Work to be completed:
Below is a block of data; give all of it again word for word.

Material for this exercise:
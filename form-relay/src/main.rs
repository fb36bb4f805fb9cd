//! Form Relay Server - contact form endpoint backed by SMTP.
//!
//! This binary:
//! - Loads configuration from the environment (and `.env` if present)
//! - Checks the SMTP credentials once in the background
//! - Serves `GET /` and `POST /contact` until SIGINT/SIGTERM

use std::net::SocketAddr;
use std::sync::Arc;

use anyhow::{Context, Result};
use tokio::{net::TcpListener, signal};
use tracing::{error, info};
use tracing_subscriber::{fmt, layer::SubscriberExt, util::SubscriberInitExt, EnvFilter};

use formrelay::mail::check_transport;
use formrelay::{router, AppState, Config, SmtpMailer};

#[tokio::main]
async fn main() -> Result<()> {
    // Load .env before the filter so RUST_LOG can live there too
    let dotenv_loaded = dotenvy::dotenv().is_ok();

    // Initialize structured JSON logging
    let filter =
        EnvFilter::try_from_default_env().unwrap_or_else(|_| EnvFilter::new("info"));

    tracing_subscriber::registry()
        .with(filter)
        .with(fmt::layer().json().flatten_event(true))
        .init();

    info!(dotenv_loaded, "form_relay_starting");

    // Load configuration
    let config = Config::from_env();
    info!(
        port = config.port,
        smtp_host = %config.smtp_host,
        smtp_port = ?config.smtp_port,
        smtp_tls = config.smtp_tls,
        email_user_set = !config.email_user.is_empty(),
        to_email_set = !config.to_email.is_empty(),
        allowed_origins = ?config.allowed_origins,
        body_limit = config.body_limit,
        escape_html = config.escape_html,
        expose_send_errors = config.expose_send_errors,
        "config_loaded"
    );

    let mailer = Arc::new(SmtpMailer::new(&config).context("Failed to create SMTP transport")?);

    // Credential check never blocks startup; failures only get logged
    let verifier = mailer.clone();
    tokio::spawn(async move {
        check_transport(verifier.as_ref()).await;
    });

    let state = AppState::new(config.clone(), mailer);
    let app = router(state);

    // Bind to address
    let addr = SocketAddr::from(([0, 0, 0, 0], config.port));
    let listener = TcpListener::bind(addr)
        .await
        .context("Failed to bind to address")?;

    info!(address = %addr, "form_relay_listening");

    // Run server with graceful shutdown
    axum::serve(listener, app)
        .with_graceful_shutdown(shutdown_signal())
        .await
        .context("Server error")?;

    info!("form_relay_shutdown_complete");

    Ok(())
}

/// Create a future that completes when a shutdown signal is received.
async fn shutdown_signal() {
    let ctrl_c = async {
        if let Err(e) = signal::ctrl_c().await {
            error!(error = %e, "ctrl_c_handler_failed");
            std::future::pending::<()>().await;
        }
    };

    #[cfg(unix)]
    let terminate = async {
        match signal::unix::signal(signal::unix::SignalKind::terminate()) {
            Ok(mut sigterm) => {
                sigterm.recv().await;
            }
            Err(e) => {
                error!(error = %e, "sigterm_handler_failed");
                std::future::pending::<()>().await;
            }
        }
    };

    #[cfg(not(unix))]
    let terminate = std::future::pending::<()>();

    tokio::select! {
        _ = ctrl_c => info!("Received SIGINT"),
        _ = terminate => info!("Received SIGTERM"),
    }

    info!("form_relay_shutting_down");
}
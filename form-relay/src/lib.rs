//! Form Relay - contact form to email relay.
//!
//! Accepts contact form submissions over HTTP and forwards each one as an
//! email to a fixed recipient through an authenticated SMTP relay.
//!
//! ## Architecture
//!
//! ```text
//! Browser → origin guard → POST /contact → validate → compose → SMTP relay
//! ```

pub mod config;
pub mod contact;
pub mod mail;
pub mod web;

// Re-export commonly used types
pub use config::Config;
pub use contact::{compose, ContactEmail, ContactRequest, ContactSubmission};
pub use mail::{check_transport, MailError, MailTransport, SmtpMailer};
pub use web::{router, AppState};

Written answer:
filename form-relay/src/main.rs
repository fb36bb4f805fb9cd
//! Form Relay Server - contact form endpoint backed by SMTP.
//!
//! This binary:
//! - Loads configuration from the environment (and `.env` if present)
//! - Checks the SMTP credentials once in the background
//! - Serves `GET /` and `POST /contact` until SIGINT/SIGTERM

use std::net::SocketAddr;
use std::sync::Arc;

use anyhow::{Context, Result};
use tokio::{net::TcpListener, signal};
use tracing::{error, info};
use tracing_subscriber::{fmt, layer::SubscriberExt, util::SubscriberInitExt, EnvFilter};

use formrelay::mail::check_transport;
use formrelay::{router, AppState, Config, SmtpMailer};

#[tokio::main]
async fn main() -> Result<()> {
    // Load .env before the filter so RUST_LOG can live there too
    let dotenv_loaded = dotenvy::dotenv().is_ok();

    // Initialize structured JSON logging
    let filter =
        EnvFilter::try_from_default_env().unwrap_or_else(|_| EnvFilter::new("info"));

    tracing_subscriber::registry()
        .with(filter)
        .with(fmt::layer().json().flatten_event(true))
        .init();

    info!(dotenv_loaded, "form_relay_starting");

    // Load configuration
    let config = Config::from_env();
    info!(
        port = config.port,
        smtp_host = %config.smtp_host,
        smtp_port = ?config.smtp_port,
        smtp_tls = config.smtp_tls,
        email_user_set = !config.email_user.is_empty(),
        to_email_set = !config.to_email.is_empty(),
        allowed_origins = ?config.allowed_origins,
        body_limit = config.body_limit,
        escape_html = config.escape_html,
        expose_send_errors = config.expose_send_errors,
        "config_loaded"
    );

    let mailer = Arc::new(SmtpMailer::new(&config).context("Failed to create SMTP transport")?);

    // Credential check never blocks startup; failures only get logged
    let verifier = mailer.clone();
    tokio::spawn(async move {
        check_transport(verifier.as_ref()).await;
    });

    let state = AppState::new(config.clone(), mailer);
    let app = router(state);

    // Bind to address
    let addr = SocketAddr::from(([0, 0, 0, 0], config.port));
    let listener = TcpListener::bind(addr)
        .await
        .context("Failed to bind to address")?;

    info!(address = %addr, "form_relay_listening");

    // Run server with graceful shutdown
    axum::serve(listener, app)
        .with_graceful_shutdown(shutdown_signal())
        .await
        .context("Server error")?;

    info!("form_relay_shutdown_complete");

    Ok(())
}

/// Create a future that completes when a shutdown signal is received.
async fn shutdown_signal() {
    let ctrl_c = async {
        if let Err(e) = signal::ctrl_c().await {
            error!(error = %e, "ctrl_c_handler_failed");
            std::future::pending::<()>().await;
        }
    };

    #[cfg(unix)]
    let terminate = async {
        match signal::unix::signal(signal::unix::SignalKind::terminate()) {
            Ok(mut sigterm) => {
                sigterm.recv().await;
            }
            Err(e) => {
                error!(error = %e, "sigterm_handler_failed");
                std::future::pending::<()>().await;
            }
        }
    };

    #[cfg(not(unix))]
    let terminate = std::future::pending::<()>();

    tokio::select! {
        _ = ctrl_c => info!("Received SIGINT"),
        _ = terminate => info!("Received SIGTERM"),
    }

    info!("form_relay_shutting_down");
}
filename form-relay/src/lib.rs
//! Form Relay - contact form to email relay.
//!
//! Accepts contact form submissions over HTTP and forwards each one as an
//! email to a fixed recipient through an authenticated SMTP relay.
//!
//! ## Architecture
//!
//! ```text
//! Browser → origin guard → POST /contact → validate → compose → SMTP relay
//! ```

pub mod config;
pub mod contact;
pub mod mail;
pub mod web;

// Re-export commonly used types
pub use config::Config;
pub use contact::{compose, ContactEmail, ContactRequest, ContactSubmission};
pub use mail::{check_transport, MailError, MailTransport, SmtpMailer};
pub use web::{router, AppState};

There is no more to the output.